Let $(h_n)$ be a sequence in $H^1(\mathbb{R})$. Suppose there exists $h,g\in L^2(\mathbb{R})$ such that $\|h_n-h\|_{L^2}\to 0$ and $\|Dh_n-g\|_{L^2}\to 0$. In order to prove that $D$ is closed we need to show that $h\in H^1(\mathbb{R})$ and $Dh=g$. In other words, we need conclude
$$\int_\mathbb{R}h(x)\varphi'(x)dx=-\int_\mathbb{R}g(x)\varphi(x)dx\tag{1}$$ for all $\varphi\in C^\infty_0(\mathbb{R})$.
Notice that
$$\int_\mathbb{R}|h(x)\varphi'(x)+g(x)\varphi(x)|dx\leq 0\Rightarrow\left|\int_\mathbb{R}h(x)\varphi'(x)+g(x)\varphi(x)dx\right|=0\Rightarrow(1).\tag{2}$$
Therefore it's enough to show that the inequality in $(2)$ holds. Since
$$\begin{align*}
  |h(x)\varphi'(x)+g(x)\varphi(x)|&\leq|h(x)-h_n(x)||\varphi'(x)| +|h_n(x)\varphi'(x)+Dh_n(x)\varphi(x)|+ \\
&+|g(x)-Dh_n(x)||\varphi(x)|,
\end{align*}$$
we can write
$$\int_\mathbb{R}|h(x)\varphi'(x)+g(x)\varphi(x)|\leq\int_\mathbb{R}|h(x)-h_n(x)||\varphi'(x)|dx +\\+\int_\mathbb{R}|h_n(x)\varphi'(x)+Dh_n(x)\varphi(x)|dx
+\int_\mathbb{R}|g(x)-Dh_n(x)||\varphi(x)|dx.\tag{3}$$
It seems that (by Hölder's inequality) we can conclude that the first and the last integral in the left-hand side of $(3)$ goes to zero, but I don't if this conclusion is true for the second one. Is it a good approach?

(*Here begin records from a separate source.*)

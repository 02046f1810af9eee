//! # RelayGate Relay
//!
//! Relay transport layer for RelayGate tunnels.
//!
//! This crate provides:
//! - A queue broker wire protocol and the [`RelayServer`] that speaks it
//! - The [`Broker`] capability trait with a TCP client ([`RemoteBroker`])
//!   and an in-process implementation ([`MemoryBroker`])
//! - Session queue naming (the queue quadruple)
//! - The Relay Transport Binding ([`RelayBinding`]) and the
//!   [`GatewayRelayClient`] that sets up, feeds and tears down session queues
//! - CLOSE / SWITCH control messages
//!
//! ## Architecture
//!
//! ```text
//!   consumer gateway                                   provider gateway
//!  ┌──────────────────┐                               ┌──────────────────┐
//!  │ GatewayRelayClient│    RESP-<peer>-<id>  ───►    │ GatewayRelayClient│
//!  │   RelayBinding    │    REQ-<peer>-<id>   ◄───    │   RelayBinding    │
//!  └────────┬─────────┘     (+ -CONTROL pairs)        └────────┬─────────┘
//!           │                ┌─────────────┐                   │
//!           └──────────────► │ RelayServer │ ◄─────────────────┘
//!                            │ (untrusted) │
//!                            └─────────────┘
//! ```
//!
//! Every payload crossing the relay is a sealed envelope; the relay only
//! ever sees queue names and ciphertext.

#![warn(missing_docs)]
#![warn(clippy::all)]

pub mod binding;
pub mod broker;
pub mod client;
pub mod control;
pub mod descriptor;
pub mod error;
pub mod gateway_client;
pub mod memory;
pub mod message;
pub mod naming;
pub mod protocol;
pub mod queues;
pub mod server;

pub use binding::{BindingLease, RelayBinding, StaleSweep};
pub use broker::{Broker, BrokerConnector, Consumer, Producer};
pub use client::{RemoteBroker, RemoteBrokerConfig, TcpConnector};
pub use control::{ControlMessage, SwitchRequest};
pub use descriptor::RelayDescriptor;
pub use error::{ErrorKind, RelayError, Result};
pub use gateway_client::{
    ConsumerSideRelayInfo, ControlRelayInfo, GatewayRelayClient, ProviderSideRelayInfo,
};
pub use memory::{MemoryBroker, MemoryConnector};
pub use message::BrokerMessage;
pub use naming::{QueueQuadruple, SessionId};
pub use server::{RelayServer, RelayServerConfig};

/// Default relay broker port
pub const DEFAULT_RELAY_PORT: u16 = 61617;

/// Maximum broker frame size (1 MiB)
pub const MAX_FRAME_SIZE: usize = 1024 * 1024;

/// Broker keepalive interval (30 seconds)
pub const RELAY_KEEPALIVE_INTERVAL: std::time::Duration = std::time::Duration::from_secs(30);

/// Broker connection timeout (10 seconds)
pub const RELAY_CONNECT_TIMEOUT: std::time::Duration = std::time::Duration::from_secs(10);
#![allow(dead_code)]

use std::sync::atomic::{AtomicBool, AtomicUsize, Ordering};
use std::sync::Arc;
use std::time::Duration;

use serde_json::{json, Value};
use wiremock::matchers::{method, path};
use wiremock::{Mock, MockServer, Request, Respond, ResponseTemplate};

use es_bulk_writer::{ConnectionConfig, EsClient, RetryPolicy};

pub const CLUSTER_NAME: &str = "cmc-qa-es";

pub fn server_info(version: &str) -> Value {
    json!({
        "name": "node-1",
        "cluster_name": CLUSTER_NAME,
        "cluster_uuid": "k1bJkHtqQIS3l3A1hBtzhw",
        "version": { "number": version, "lucene_version": "9.8.0" },
        "tagline": "You Know, for Search"
    })
}

/// Mock node answering the handshake with the given version.
pub async fn start_node(version: &str) -> MockServer {
    let server = MockServer::start().await;
    Mock::given(method("GET"))
        .and(path("/"))
        .respond_with(ResponseTemplate::new(200).set_body_json(server_info(version)))
        .mount(&server)
        .await;
    server
}

pub fn endpoint(server: &MockServer) -> String {
    format!("127.0.0.1:{}", server.address().port())
}

pub fn connection(servers: &[&MockServer]) -> ConnectionConfig {
    let endpoints: Vec<String> = servers.iter().map(|server| endpoint(server)).collect();
    ConnectionConfig::new(&endpoints.join(","))
        .with_cluster_name(CLUSTER_NAME)
        .with_sniff(false)
        .with_request_timeout(Duration::from_secs(5))
}

pub async fn connect(server: &MockServer) -> EsClient {
    EsClient::connect(&connection(&[server])).await.unwrap()
}

pub fn fast_poll() -> RetryPolicy {
    RetryPolicy::fixed(5, Duration::from_millis(10))
}

/// Requests received by all servers with the given method and path.
pub async fn requests(servers: &[&MockServer], http_method: &str, url_path: &str) -> Vec<Request> {
    let mut found = Vec::new();
    for server in servers {
        let received = server.received_requests().await.unwrap_or_default();
        found.extend(
            received
                .into_iter()
                .filter(|request| request.method.as_str() == http_method && request.url.path() == url_path),
        );
    }
    found
}

/// Waits for a request sent from a background task.
pub async fn wait_for_request(servers: &[&MockServer], http_method: &str, url_path: &str) -> Request {
    for _ in 0..200 {
        if let Some(request) = requests(servers, http_method, url_path).await.into_iter().next() {
            return request;
        }
        tokio::time::sleep(Duration::from_millis(10)).await;
    }
    panic!("no {} {} received", http_method, url_path);
}

/// Index existence shared by several mock nodes: `HEAD` answers 404 until a
/// `PUT` creates the index.
#[derive(Clone, Default)]
pub struct IndexState {
    created: Arc<AtomicBool>,
}

pub struct HeadIndex(pub IndexState);
pub struct CreateIndex(pub IndexState);

impl Respond for HeadIndex {
    fn respond(&self, _request: &Request) -> ResponseTemplate {
        if self.0.created.load(Ordering::SeqCst) {
            ResponseTemplate::new(200)
        } else {
            ResponseTemplate::new(404)
        }
    }
}

impl Respond for CreateIndex {
    fn respond(&self, request: &Request) -> ResponseTemplate {
        self.0.created.store(true, Ordering::SeqCst);
        let index = request.url.path().trim_start_matches('/').to_string();
        ResponseTemplate::new(200).set_body_json(json!({
            "acknowledged": true,
            "shards_acknowledged": true,
            "index": index
        }))
    }
}

/// Answers `_bulk` with one item per action line, echoing explicit ids and
/// generating the others. Ids listed in `conflicts` fail with 409.
pub struct BulkEcho {
    pub conflicts: Vec<String>,
    generated: AtomicUsize,
}

impl BulkEcho {
    pub fn new(conflicts: &[&str]) -> Self {
        Self {
            conflicts: conflicts.iter().map(|id| id.to_string()).collect(),
            generated: AtomicUsize::new(0),
        }
    }
}

impl Respond for BulkEcho {
    fn respond(&self, request: &Request) -> ResponseTemplate {
        let body = String::from_utf8_lossy(&request.body);
        let mut items = Vec::new();
        let mut errors = false;
        for action in body.lines().step_by(2) {
            let action: Value = serde_json::from_str(action).unwrap();
            let meta = &action["index"];
            let index = meta["_index"].as_str().unwrap_or_default().to_string();
            let id = match meta["_id"].as_str() {
                Some(id) => id.to_string(),
                None => format!("auto-{}", self.generated.fetch_add(1, Ordering::SeqCst)),
            };
            if self.conflicts.contains(&id) {
                errors = true;
                items.push(json!({ "index": {
                    "_index": index, "_id": id, "status": 409,
                    "error": {
                        "type": "version_conflict_engine_exception",
                        "reason": format!("[{}]: version conflict, document already exists", id)
                    }
                }}));
            } else {
                items.push(json!({ "index": {
                    "_index": index, "_id": id, "_version": 1,
                    "result": "created", "status": 201
                }}));
            }
        }
        ResponseTemplate::new(200).set_body_json(json!({
            "took": 3,
            "errors": errors,
            "items": items
        }))
    }
}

How can we finish it?
Thanks.
 A: If we look at the graph of $D$,
$$\Gamma(D) = \left\lbrace (f, Df) : f \in H^1(\mathbb{R})\right\rbrace \subset L^2(\mathbb{R}) \times L^2(\mathbb{R}),$$
we see that $\iota \colon H^1(\mathbb{R}) \to \Gamma(D);\; \iota(f) = (f, f')$ is a bijection that is isometric with respect to the canonical norm on $H^1(\mathbb{R})$ and the Hilbert-product norm on $L^2(\mathbb{R})\times L^2(\mathbb{R})$. Thus $\Gamma(D)$ is a complete subspace of $L^2(\mathbb{R})\times L^2(\mathbb{R})$, hence closed. Thus $D$ is a closed operator.
We could also continue the way you have started, if $h_n \xrightarrow{L^2} h$ and $Dh_n \xrightarrow{L^2} g$, then $(h_n)$ and $(Dh_n)$ are both Cauchy sequences in $L^2$, and that means $(h_n)$ is a Cauchy sequence in $H^1$. Since $H^1$ is complete, there is a $h^\ast \in H^1$ with $h_n \xrightarrow{H^1} h^\ast$. But that means nothing but


*

*$h_n \xrightarrow{L^2} h^\ast$, and

*$Dh_n \xrightarrow{L^2} Dh^\ast$.


Which implies $h = h^\ast$ and $g = Dh^\ast$, so $(h,g) \in \Gamma(D)$.